His Honour held that it is a precondition to a claim of privilege that the document is confidential as against the person against whom the privilege is claimed. Together, four elements meant the synopsis and email were not confidential as against the company:
- The company’s IT Policy stated all emails sent and received were property of the company, and the employee’s contract entitled the company to monitor his emails;
- The employee had used the company’s financial information and IT system to create the synopsis document;
- He had no reasonable expectation of privacy, as he had saved it on the company’s general servers without password protection or any indication on its face that is was privileged. Furthermore, it was not segregated from his work documents and his personal assistant had direct access to his email folders; and
- The company’s general email footer stating that the document was confidential was to protect the company’s confidentiality against third parties, not protect employees’ confidentiality against the company.

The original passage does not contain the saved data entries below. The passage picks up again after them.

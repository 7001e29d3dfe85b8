//! Target item model.
//!
//! An in-memory mirror of the Rust program being generated. Skeletons are
//! created while units are declared ([`declare`]); the emitter later fills in
//! every resolved type, initializer and body text exactly once; [`render`]
//! turns the finished model into source text.

use serde::Serialize;

use crate::ast::{JavaVisibility, NodeId};
use crate::resolve::UnitId;

pub mod declare;
pub mod render;

#[cfg(test)]
mod render_tests;

pub use declare::declare_unit;
pub use render::ToRust;

#[derive(Debug, Clone, Copy, PartialEq, Eq, Default, Serialize)]
pub enum Visibility {
    Public,
    #[default]
    Private,
}

impl Visibility {
    /// Public and protected members are exported; package-private and private are not
    pub fn from_java(visibility: JavaVisibility) -> Self {
        match visibility {
            JavaVisibility::Public | JavaVisibility::Protected => Visibility::Public,
            JavaVisibility::Package | JavaVisibility::Private => Visibility::Private,
        }
    }

    pub fn prefix(self) -> &'static str {
        match self {
            Visibility::Public => "pub ",
            Visibility::Private => "",
        }
    }
}

#[derive(Debug, Clone, PartialEq, Eq, Serialize)]
pub struct GenericParam {
    pub name: String,
    /// Rendered trait bounds
    pub bounds: Vec<String>,
}

#[derive(Debug, Clone, PartialEq, Eq, Default, Serialize)]
pub struct Generics {
    pub params: Vec<GenericParam>,
}

impl Generics {
    pub fn is_empty(&self) -> bool {
        self.params.is_empty()
    }

    /// `<B, C, E>`: the parameter list of a type header
    pub fn names(&self) -> String {
        if self.params.is_empty() {
            return String::new();
        }
        let names: Vec<&str> = self.params.iter().map(|p| p.name.as_str()).collect();
        format!("<{}>", names.join(", "))
    }

    /// `<B, C: D, E>`: the parameter list of an impl or fn header
    pub fn bounded(&self) -> String {
        if self.params.is_empty() {
            return String::new();
        }
        let params: Vec<String> = self
            .params
            .iter()
            .map(|p| {
                if p.bounds.is_empty() {
                    p.name.clone()
                } else {
                    format!("{}: {}", p.name, p.bounds.join(" + "))
                }
            })
            .collect();
        format!("<{}>", params.join(", "))
    }
}

/// How a method takes its receiver, ordered by strength
#[derive(Debug, Clone, Copy, PartialEq, Eq, PartialOrd, Ord, Default, Serialize)]
pub enum Receiver {
    #[default]
    None,
    Ref,
    Mut,
}

impl Receiver {
    pub fn as_param(self) -> Option<&'static str> {
        match self {
            Receiver::None => None,
            Receiver::Ref => Some("&self"),
            Receiver::Mut => Some("&mut self"),
        }
    }
}

#[derive(Debug, Clone, PartialEq, Eq, Serialize)]
pub struct Param {
    pub name: String,
    pub ty: String,
}

#[derive(Debug, Clone, PartialEq, Serialize)]
pub struct Method {
    /// Symbol identifier, e.g. `pkg.A.m(int)`
    pub id: String,
    pub node: Option<NodeId>,
    pub name: String,
    pub visibility: Visibility,
    pub generics: Generics,
    pub receiver: Receiver,
    pub params: Vec<Param>,
    /// `None` for void
    pub return_type: Option<String>,
    /// Rendered thrown types
    pub thrown: Vec<String>,
    /// Block text; `None` renders a signature ending in `;`
    pub body: Option<String>,
    pub is_static: bool,
    pub is_constructor: bool,
    pub docs: Vec<String>,
}

impl Method {
    pub fn new(id: impl Into<String>, name: impl Into<String>) -> Self {
        Self {
            id: id.into(),
            node: None,
            name: name.into(),
            visibility: Visibility::Private,
            generics: Generics::default(),
            receiver: Receiver::None,
            params: Vec::new(),
            return_type: None,
            thrown: Vec::new(),
            body: None,
            is_static: false,
            is_constructor: false,
            docs: Vec::new(),
        }
    }

    /// Error type of the `Result` return: the single thrown type, or a boxed error
    pub fn error_type(&self) -> Option<String> {
        match self.thrown.as_slice() {
            [] => None,
            [single] => Some(single.clone()),
            _ => Some("Box<dyn std::error::Error>".to_string()),
        }
    }
}

#[derive(Debug, Clone, PartialEq, Serialize)]
pub struct Field {
    pub id: String,
    pub node: Option<NodeId>,
    pub name: String,
    pub visibility: Visibility,
    pub ty: String,
    pub init: Option<String>,
    pub is_static: bool,
    pub docs: Vec<String>,
}

impl Field {
    pub fn new(id: impl Into<String>, name: impl Into<String>) -> Self {
        Self {
            id: id.into(),
            node: None,
            name: name.into(),
            visibility: Visibility::Private,
            ty: String::new(),
            init: None,
            is_static: false,
            docs: Vec::new(),
        }
    }
}

#[derive(Debug, Clone, PartialEq, Serialize)]
pub struct Variant {
    pub name: String,
    pub node: Option<NodeId>,
    /// Trailing marker text, e.g. for an untranslated constant body
    pub note: Option<String>,
    pub docs: Vec<String>,
}

#[derive(Debug, Clone, Copy, PartialEq, Eq, Serialize)]
pub enum ItemKind {
    Class,
    Enum,
    Record,
    Trait,
}

#[derive(Debug, Clone, PartialEq, Serialize)]
pub struct Item {
    /// Symbol identifier of the source type
    pub id: String,
    #[serde(skip)]
    pub unit: UnitId,
    pub node: Option<NodeId>,
    pub kind: ItemKind,
    pub name: String,
    pub visibility: Visibility,
    pub generics: Generics,
    /// Embedded superclass type, rendered as the `base` field
    pub base: Option<String>,
    /// Implemented traits, one empty conformance block each
    pub traits: Vec<String>,
    /// Supertraits of a trait item
    pub supertraits: Vec<String>,
    pub fields: Vec<Field>,
    pub methods: Vec<Method>,
    pub variants: Vec<Variant>,
    pub docs: Vec<String>,
}

impl Item {
    pub fn new(id: impl Into<String>, unit: UnitId, kind: ItemKind, name: impl Into<String>) -> Self {
        Self {
            id: id.into(),
            unit,
            node: None,
            kind,
            name: name.into(),
            visibility: Visibility::Private,
            generics: Generics::default(),
            base: None,
            traits: Vec::new(),
            supertraits: Vec::new(),
            fields: Vec::new(),
            methods: Vec::new(),
            variants: Vec::new(),
            docs: Vec::new(),
        }
    }

    pub fn instance_fields(&self) -> impl Iterator<Item = &Field> {
        self.fields.iter().filter(|f| !f.is_static)
    }

    pub fn static_fields(&self) -> impl Iterator<Item = &Field> {
        self.fields.iter().filter(|f| f.is_static)
    }

    pub fn method_mut(&mut self, id: &str) -> Option<&mut Method> {
        self.methods.iter_mut().find(|m| m.id == id)
    }

    pub fn field_mut(&mut self, id: &str) -> Option<&mut Field> {
        self.fields.iter_mut().find(|f| f.id == id)
    }
}

/// One generated Rust module, the counterpart of a compilation unit
#[derive(Debug, Clone, PartialEq, Default, Serialize)]
pub struct Module {
    /// Path such as `crate::shapes::circle`
    pub path: String,
    pub visibility: Visibility,
    /// Source package, echoed as a header comment
    pub package: Option<String>,
    /// Source imports, echoed as header comments
    pub imports: Vec<String>,
    /// Child module names declared with `pub mod`
    pub submodules: Vec<String>,
    pub items: Vec<Item>,
    /// Comment lines preceding the first item
    pub docs: Vec<String>,
}

impl Module {
    pub fn new(path: impl Into<String>) -> Self {
        Self {
            path: path.into(),
            visibility: Visibility::Public,
            ..Self::default()
        }
    }

    pub fn item(&self, id: &str) -> Option<&Item> {
        self.items.iter().find(|i| i.id == id)
    }

    pub fn item_mut(&mut self, id: &str) -> Option<&mut Item> {
        self.items.iter_mut().find(|i| i.id == id)
    }
}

Therefore, because documents were not confidential, they were not privileged and the company was free to rely upon them in proceedings against the employee.
WOULD A SIMILAR DECISION BE REACHED IN AUSTRALIA?
On these facts, a similar decision could well be reached in an Australian court. Confidentiality is a precondition to privilege in Australian law, and the features relied upon by Garnham J are present in the IT policies and practices of many Australian companies.
However, the decision does not mean privilege will never attach to a staff member’s documents held by a company. A different decision may be reached where a staff member makes greater effort to maintain confidentiality – by password protecting documents, by marking them privileged, or by segregating them from other work documents.
When insolvency practitioners are appointed over failed or failing companies, the books and records of the company will invariably include documents and emails that staff members would prefer remained out of the hands of those investigating the company’s demise.
This decision indicates that those staff members may not be able to assert privilege to restrain insolvency practitioners from relying on those documents in legal proceedings. Documents of this kind may be particularly useful in liquidators’ recovery proceedings – for instance, if a director has prepared documents regarding their own exposure to insolvent trading claims.
On the other hand, the decision is a reminder that while documents and emails on work servers may seem private, they will often be property of the company and open to scrutiny.